F.  SHORT-TERM BORROWINGS

         Short-term borrowings of DRI at December 31, 1999 and 1998, were $50.0
million and $119.0 million. Generally, these short-term borrowings were in bank
loans on uncommitted lines of credit. However, at December 31, 1999, $100
million of our available uncommitted lines of credit were temporarily committed
as a precaution against Year 2000 liquidity concerns. These commitments expired
on February 29, 2000. The majority of these borrowings are collateralized by
both trading securities we own and our customers' margin securities, and have a
floating rate of interest approximately 50 basis points above the Federal Funds
rate, which was 5.3 % at December 31, 1999. The market value of our trading
securities pledged as collateral at December 31, 1999, was $63.2 million. We had
agreements in place for uncommitted credit lines totaling approximately $545
million at year-end.

         On May 31, 1999, we entered into a $67 million revolving credit
agreement which replaced a $50 million revolving credit agreement originally
dated March 20, 1999. Our new $67 million credit agreement expires on March 17,
2000, and contains two further one-year renewal options. Loans under this
facility are unsecured and bear interest at a floating rate of LIBOR plus 61
basis points. No amounts were outstanding under this facility at December 31,
1999. We had no amounts outstanding under our previous credit agreement at
year-end 1998. We have satisfied the net worth and regulatory net capital
covenants required under the current agreement.

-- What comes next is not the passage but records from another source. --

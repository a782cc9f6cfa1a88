//! Route table construction.
//!
//! # Responsibilities
//! - Parse templates and resolve inline and declared constraints
//! - Merge inline and declared defaults
//! - Build the matching trie, decision tree and name index for one version
//!
//! # Design Decisions
//! - Every construction problem is reported here, never at request time
//! - Registration order is kept as the final tie-break
//! - A declared default may repeat an inline default but not contradict it
//! - Required values that are not parameters become defaults, so they filter
//!   explicit values during named generation too

use std::sync::Arc;
use std::time::Duration;

use tracing::info;

use crate::routing::constraint::{ConstraintResolver, ParameterConstraints, ResolveError};
use crate::routing::entry::{InboundRouteEntry, OutboundRouteEntry, RouteDefinition};
use crate::routing::error::BuildError;
use crate::routing::link::{LinkGenerationDecisionTree, OutboundMatch};
use crate::routing::named::NamedEntries;
use crate::routing::router::TreeRouter;
use crate::routing::tree::UrlMatchingTree;
use crate::routing::values::{route_parts_equal, RouteValues};
use crate::template::RouteTemplate;

/// Collects route definitions and builds a `TreeRouter`.
#[derive(Debug, Default)]
pub struct TreeRouteBuilder {
    resolver: ConstraintResolver,
    definitions: Vec<RouteDefinition>,
    handler_timeout: Option<Duration>,
}

impl TreeRouteBuilder {
    pub fn new() -> Self {
        Self::default()
    }

    /// Use a custom resolver for inline constraint names.
    pub fn with_resolver(mut self, resolver: ConstraintResolver) -> Self {
        self.resolver = resolver;
        self
    }

    /// Treat a handler as declined if it runs longer than `timeout`.
    pub fn handler_timeout(mut self, timeout: Duration) -> Self {
        self.handler_timeout = Some(timeout);
        self
    }

    pub fn route(mut self, definition: RouteDefinition) -> Self {
        self.definitions.push(definition);
        self
    }

    pub fn add(&mut self, definition: RouteDefinition) -> &mut Self {
        self.definitions.push(definition);
        self
    }

    pub fn len(&self) -> usize {
        self.definitions.len()
    }

    pub fn is_empty(&self) -> bool {
        self.definitions.is_empty()
    }

    pub fn build(self, version: u64) -> Result<TreeRouter, BuildError> {
        let mut inbound = Vec::new();
        let mut outbound = Vec::new();

        for (order, definition) in self.definitions.iter().enumerate() {
            let template = RouteTemplate::parse(&definition.template).map_err(|source| {
                BuildError::InvalidTemplate {
                    template: definition.template.clone(),
                    source,
                }
            })?;
            let defaults = merge_defaults(&template, &definition.defaults)?;
            let defaults = merge_required_values(&template, defaults, &definition.required_values)?;
            let constraints = self.resolve_constraints(&template, definition)?;

            if definition.inbound {
                inbound.push(Arc::new(InboundRouteEntry::new(
                    template.clone(),
                    defaults.clone(),
                    constraints.clone(),
                    definition.data_tokens.clone(),
                    Arc::clone(&definition.handler),
                    definition.name.clone(),
                    order,
                )));
            }
            if definition.outbound {
                let entry = OutboundRouteEntry {
                    template,
                    defaults,
                    required_link_values: definition.required_values.clone(),
                    constraints,
                    data_tokens: definition.data_tokens.clone(),
                    handler: Arc::clone(&definition.handler),
                    name: definition.name.clone(),
                    order,
                };
                outbound.push(Arc::new(OutboundMatch::new(Arc::new(entry))));
            }
        }

        let named = NamedEntries::new(&outbound)?;
        let tree = UrlMatchingTree::new(&inbound);
        let link_tree = LinkGenerationDecisionTree::new(&outbound);

        info!(
            version,
            inbound = inbound.len(),
            outbound = outbound.len(),
            named = named.len(),
            "Route table built"
        );

        Ok(TreeRouter {
            version,
            inbound,
            outbound,
            tree,
            link_tree,
            named,
            handler_timeout: self.handler_timeout,
        })
    }

    fn resolve_constraints(
        &self,
        template: &RouteTemplate,
        definition: &RouteDefinition,
    ) -> Result<Vec<ParameterConstraints>, BuildError> {
        let mut resolved: Vec<ParameterConstraints> = Vec::new();

        let inline = template
            .parameters()
            .flat_map(|p| p.inline_constraints.iter().map(move |c| (p.name.as_str(), c.as_str())));
        let declared = definition
            .constraint_exprs
            .iter()
            .map(|(p, c)| (p.as_str(), c.as_str()));

        for (parameter, expr) in inline.chain(declared) {
            let constraint = self.resolver.resolve(expr).map_err(|e| match e {
                ResolveError::Unknown => BuildError::UnknownConstraint {
                    template: definition.template.clone(),
                    parameter: parameter.to_string(),
                    constraint: expr.to_string(),
                },
                ResolveError::InvalidArgument(reason) => BuildError::InvalidConstraintArgument {
                    constraint: expr.to_string(),
                    reason,
                },
            })?;
            slot(&mut resolved, template, parameter).constraints.push(constraint);
        }

        for (parameter, constraint) in &definition.constraints {
            slot(&mut resolved, template, parameter)
                .constraints
                .push(Arc::clone(constraint));
        }
        Ok(resolved)
    }
}

fn slot<'a>(
    resolved: &'a mut Vec<ParameterConstraints>,
    template: &RouteTemplate,
    parameter: &str,
) -> &'a mut ParameterConstraints {
    let index = match resolved
        .iter()
        .position(|c| c.parameter.eq_ignore_ascii_case(parameter))
    {
        Some(index) => index,
        None => {
            resolved.push(ParameterConstraints {
                parameter: parameter.to_string(),
                optional: template.parameter(parameter).is_some_and(|p| p.is_optional()),
                constraints: Vec::new(),
            });
            resolved.len() - 1
        }
    };
    &mut resolved[index]
}

fn merge_defaults(template: &RouteTemplate, declared: &RouteValues) -> Result<RouteValues, BuildError> {
    let mut defaults: RouteValues = template.inline_defaults().collect();
    for (key, value) in declared.iter() {
        match template.parameter(key).and_then(|p| p.default.as_deref()) {
            Some(inline) if !route_parts_equal(inline, value) => {
                return Err(BuildError::ConflictingDefault {
                    template: template.text().to_string(),
                    parameter: key.to_string(),
                });
            }
            Some(_) => {}
            None => {
                defaults.insert(key, value);
            }
        }
    }
    Ok(defaults)
}

/// Fold required link values into `defaults`. A required value must agree
/// with any default already declared for its key.
fn merge_required_values(
    template: &RouteTemplate,
    mut defaults: RouteValues,
    required: &RouteValues,
) -> Result<RouteValues, BuildError> {
    for (key, value) in required.iter() {
        match defaults.get(key) {
            Some(default) if !route_parts_equal(default, value) => {
                return Err(BuildError::ConflictingDefault {
                    template: template.text().to_string(),
                    parameter: key.to_string(),
                });
            }
            Some(_) => {}
            // a parameter stays mandatory when matching; only selection keys become defaults
            None if template.parameter(key).is_some() => {}
            None => {
                defaults.insert(key, value);
            }
        }
    }
    Ok(defaults)
}

#[cfg(test)]
mod tests {
    use super::*;
    use crate::routing::handler::EndpointHandler;

    fn def(template: &str) -> RouteDefinition {
        RouteDefinition::new(template, Arc::new(EndpointHandler::new(template)))
    }

    #[test]
    fn test_invalid_template_fails_build() {
        let err = TreeRouteBuilder::new().route(def("a/{id")).build(1).unwrap_err();
        assert!(matches!(err, BuildError::InvalidTemplate { .. }));
    }

    #[test]
    fn test_unknown_constraint_fails_build() {
        let err = TreeRouteBuilder::new().route(def("a/{id:nope}")).build(1).unwrap_err();
        assert!(matches!(err, BuildError::UnknownConstraint { ref constraint, .. } if constraint == "nope"));

        let err = TreeRouteBuilder::new()
            .route(def("a/{id}").constraint_expr("id", "min(x)"))
            .build(1)
            .unwrap_err();
        assert!(matches!(err, BuildError::InvalidConstraintArgument { .. }));
    }

    #[test]
    fn test_conflicting_default_fails_build() {
        let err = TreeRouteBuilder::new()
            .route(def("{action=Index}").default_value("action", "About"))
            .build(1)
            .unwrap_err();
        assert!(matches!(err, BuildError::ConflictingDefault { .. }));

        assert!(TreeRouteBuilder::new()
            .route(def("{action=Index}").default_value("action", "index"))
            .build(1)
            .is_ok());
    }

    #[test]
    fn test_required_values_become_defaults() {
        let router = TreeRouteBuilder::new()
            .route(def("store/{action}").required_value("controller", "Store"))
            .build(1)
            .unwrap();
        let entry = &router.outbound_entries()[0].entry;
        assert_eq!(entry.defaults.get("controller"), Some("Store"));

        let err = TreeRouteBuilder::new()
            .route(
                def("store/{action}")
                    .required_value("controller", "Store")
                    .default_value("controller", "Blog"),
            )
            .build(1)
            .unwrap_err();
        assert!(matches!(err, BuildError::ConflictingDefault { ref parameter, .. } if parameter == "controller"));
    }

    #[test]
    fn test_direction_flags_split_entries() {
        let router = TreeRouteBuilder::new()
            .route(def("in").inbound_only())
            .route(def("out").outbound_only())
            .route(def("both"))
            .build(1)
            .unwrap();
        assert_eq!(router.inbound_entries().len(), 2);
        assert_eq!(router.outbound_entries().len(), 2);
    }

    #[test]
    fn test_constrained_parameter_precedence() {
        let router = TreeRouteBuilder::new()
            .route(def("{id:int}"))
            .route(def("{slug}").constraint_expr("slug", "alpha"))
            .route(def("{any}"))
            .build(1)
            .unwrap();
        let kinds: Vec<_> = router
            .inbound_entries()
            .iter()
            .map(|e| e.segment_kind(0))
            .collect();
        use crate::routing::entry::SegmentKind::*;
        assert_eq!(kinds, vec![ConstrainedParameter, ConstrainedParameter, Parameter]);
    }
}
//! Value binding and path rendering for link generation.
//!
//! # Responsibilities
//! - Decide which values fill a template, from explicit, ambient and default values
//! - Render accepted values into an encoded path plus query string
//!
//! # Design Decisions
//! - Ambient values stop applying at the first parameter whose explicit value differs
//! - Defaults that are not template parameters act as filters on explicit values
//! - Trailing segments equal to their defaults are left out of the path
//! - A value after an unfilled optional segment fails the render

use percent_encoding::{utf8_percent_encode, AsciiSet, CONTROLS};

use crate::routing::values::{route_parts_equal, RouteValues};
use crate::template::{RouteTemplate, TemplateSegment};

/// Characters escaped inside one path segment.
const SEGMENT: &AsciiSet = &CONTROLS
    .add(b' ')
    .add(b'"')
    .add(b'#')
    .add(b'%')
    .add(b'/')
    .add(b'<')
    .add(b'>')
    .add(b'?')
    .add(b'[')
    .add(b'\\')
    .add(b']')
    .add(b'^')
    .add(b'`')
    .add(b'{')
    .add(b'|')
    .add(b'}');

/// Values selected for one generation attempt.
#[derive(Debug, Clone, PartialEq, Eq)]
pub struct BindingResult {
    /// Values used to render the path and query.
    pub accepted_values: RouteValues,
    /// Accepted values plus non-parameter ambient values, seen by constraints.
    pub combined_values: RouteValues,
}

/// A rendered link before it is tagged with a router version.
#[derive(Debug, Clone, PartialEq, Eq)]
pub struct RenderedPath {
    pub path: String,
    pub query: String,
}

/// Binds values to one template.
#[derive(Debug, Clone)]
pub struct TemplateBinder {
    template: RouteTemplate,
    defaults: RouteValues,
}

impl TemplateBinder {
    pub fn new(template: RouteTemplate, defaults: RouteValues) -> Self {
        Self { template, defaults }
    }

    pub fn template(&self) -> &RouteTemplate {
        &self.template
    }

    /// Combine `ambient` and explicit `values`. `None` when a required
    /// parameter has no value or an explicit value contradicts a filter default.
    pub fn get_values(&self, ambient: &RouteValues, values: &RouteValues) -> Option<BindingResult> {
        let mut accepted = RouteValues::new();

        for param in self.template.parameters() {
            let explicit = values.get(&param.name);
            let current = ambient.get(&param.name);
            if let (Some(explicit), Some(current)) = (explicit, current) {
                if !route_parts_equal(explicit, current) {
                    break;
                }
            }
            if let Some(value) = explicit.or(current) {
                accept(&mut accepted, &param.name, value);
            }
        }

        for (key, value) in values.iter() {
            accept(&mut accepted, key, value);
        }

        for param in self.template.parameters().filter(|p| p.is_required()) {
            if let Some(default) = self.defaults.get(&param.name) {
                accept(&mut accepted, &param.name, default);
            }
        }

        if self
            .template
            .parameters()
            .any(|p| p.is_required() && !accepted.contains_key(&p.name))
        {
            return None;
        }

        for (key, default) in self.filters() {
            if let Some(value) = values.get(key) {
                if !route_parts_equal(value, default) {
                    return None;
                }
            }
        }

        let mut combined = accepted.clone();
        for (key, value) in ambient.iter() {
            if !value.is_empty() && self.template.parameter(key).is_none() && !accepted.contains_key(key) {
                combined.insert(key, value);
            }
        }

        Some(BindingResult {
            accepted_values: accepted,
            combined_values: combined,
        })
    }

    /// Render `accepted` into the template. Values not consumed by a segment
    /// and not named by a default become the query string.
    pub fn bind_values(&self, accepted: &RouteValues) -> Option<RenderedPath> {
        let mut remaining = accepted.clone();
        let mut path = String::new();
        // encoded segments equal to their defaults, written only if something follows
        let mut buffered: Vec<String> = Vec::new();
        let mut gap = false;

        for segment in self.template.segments() {
            let (encoded, same_as_default) = match segment {
                TemplateSegment::Literal(text) => (encode_segment(text), false),
                TemplateSegment::Parameter(param) => {
                    let value = remaining.remove(&param.name).unwrap_or_default();
                    if value.is_empty() {
                        gap = true;
                        continue;
                    }
                    let same = self
                        .defaults
                        .get(&param.name)
                        .is_some_and(|d| route_parts_equal(&value, d));
                    let encoded = if param.is_catch_all() {
                        value.split('/').map(encode_segment).collect::<Vec<_>>().join("/")
                    } else {
                        encode_segment(&value)
                    };
                    (encoded, same)
                }
            };
            if gap {
                return None;
            }
            if same_as_default {
                buffered.push(encoded);
                continue;
            }
            for pending in buffered.drain(..) {
                path.push('/');
                path.push_str(&pending);
            }
            path.push('/');
            path.push_str(&encoded);
        }

        if path.is_empty() {
            path.push('/');
        }

        let mut query = url::form_urlencoded::Serializer::new(String::new());
        let mut has_query = false;
        for (key, value) in remaining.iter() {
            if self.defaults.contains_key(key) {
                continue;
            }
            query.append_pair(key, value);
            has_query = true;
        }
        let query = if has_query { query.finish() } else { String::new() };

        Some(RenderedPath { path, query })
    }

    fn filters(&self) -> impl Iterator<Item = (&str, &str)> {
        self.defaults
            .iter()
            .filter(|(key, _)| self.template.parameter(key).is_none())
    }
}

fn accept(accepted: &mut RouteValues, key: &str, value: &str) {
    if !value.is_empty() && !accepted.contains_key(key) {
        accepted.insert(key, value);
    }
}

fn encode_segment(text: &str) -> String {
    utf8_percent_encode(text, SEGMENT).to_string()
}

#[cfg(test)]
mod tests {
    use super::*;

    fn binder(template: &str, defaults: &[(&str, &str)]) -> TemplateBinder {
        let template = RouteTemplate::parse(template).unwrap();
        let mut all: RouteValues = template.inline_defaults().collect();
        for (k, v) in defaults {
            all.insert(*k, *v);
        }
        TemplateBinder::new(template, all)
    }

    fn render(binder: &TemplateBinder, ambient: &RouteValues, values: &RouteValues) -> Option<String> {
        let binding = binder.get_values(ambient, values)?;
        let rendered = binder.bind_values(&binding.accepted_values)?;
        if rendered.query.is_empty() {
            Some(rendered.path)
        } else {
            Some(format!("{}?{}", rendered.path, rendered.query))
        }
    }

    #[test]
    fn test_explicit_values_fill_template() {
        let b = binder("products/{action}", &[]);
        let values = RouteValues::from([("action", "Buy"), ("id", "5")]);
        assert_eq!(render(&b, &RouteValues::new(), &values).as_deref(), Some("/products/Buy?id=5"));
    }

    #[test]
    fn test_missing_required_parameter_fails() {
        let b = binder("products/{id}", &[]);
        assert!(b.get_values(&RouteValues::new(), &RouteValues::new()).is_none());
    }

    #[test]
    fn test_ambient_values_invalidated_after_mismatch() {
        let b = binder("{controller}/{action}/{id?}", &[]);
        let ambient = RouteValues::from([("controller", "Home"), ("action", "Index"), ("id", "7")]);

        let values = RouteValues::from([("action", "About")]);
        assert_eq!(render(&b, &ambient, &values).as_deref(), Some("/Home/About"));

        let values = RouteValues::new();
        assert_eq!(render(&b, &ambient, &values).as_deref(), Some("/Home/Index/7"));
    }

    #[test]
    fn test_trailing_defaults_are_trimmed() {
        let b = binder("{controller=Home}/{action=Index}/{id?}", &[]);
        let values = RouteValues::from([("controller", "home")]);
        assert_eq!(render(&b, &RouteValues::new(), &values).as_deref(), Some("/"));

        let values = RouteValues::from([("action", "About")]);
        assert_eq!(render(&b, &RouteValues::new(), &values).as_deref(), Some("/Home/About"));
    }

    #[test]
    fn test_filter_defaults_must_match() {
        let b = binder("products/{action}", &[("controller", "Products")]);
        let values = RouteValues::from([("action", "Buy"), ("controller", "Orders")]);
        assert!(b.get_values(&RouteValues::new(), &values).is_none());

        let values = RouteValues::from([("action", "Buy"), ("controller", "products")]);
        assert_eq!(render(&b, &RouteValues::new(), &values).as_deref(), Some("/products/Buy"));
    }

    #[test]
    fn test_combined_values_include_ambient_non_parameters() {
        let b = binder("products/{action}", &[]);
        let ambient = RouteValues::from([("controller", "CoolProducts")]);
        let values = RouteValues::from([("action", "Buy")]);
        let binding = b.get_values(&ambient, &values).unwrap();
        assert!(!binding.accepted_values.contains_key("controller"));
        assert_eq!(binding.combined_values.get("controller"), Some("CoolProducts"));
    }

    #[test]
    fn test_values_are_encoded() {
        let b = binder("search/{term}", &[]);
        let values = RouteValues::from([("term", "a b/c"), ("q", "x&y")]);
        assert_eq!(
            render(&b, &RouteValues::new(), &values).as_deref(),
            Some("/search/a%20b%2Fc?q=x%26y")
        );
    }

    #[test]
    fn test_catch_all_keeps_slashes() {
        let b = binder("files/{*path}", &[]);
        let values = RouteValues::from([("path", "docs/read me.txt")]);
        assert_eq!(
            render(&b, &RouteValues::new(), &values).as_deref(),
            Some("/files/docs/read%20me.txt")
        );
    }

    #[test]
    fn test_value_after_gap_fails() {
        let b = binder("{a}/{b?}/{*rest}", &[]);
        let accepted = RouteValues::from([("a", "x"), ("rest", "y")]);
        assert!(b.bind_values(&accepted).is_none());

        let accepted = RouteValues::from([("a", "x")]);
        assert_eq!(b.bind_values(&accepted).unwrap().path, "/x");
    }
}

           Our subsidiary, Dain Rauscher Lending Services Inc., also maintains a
$50 million uncommitted credit line to finance loans made to customers. Dain
Rauscher Lending Services Inc. holds customers' securities as collateral for
these loans. This credit line has a floating interest rate of 75 basis points
over the Federal Funds rate. As of December 31, 1999, $5.8 million was
outstanding under this facility at a 5.6% interest rate. At December 31, 1998,
$8.4 million was outstanding under this facility at a 6.1% interest rate.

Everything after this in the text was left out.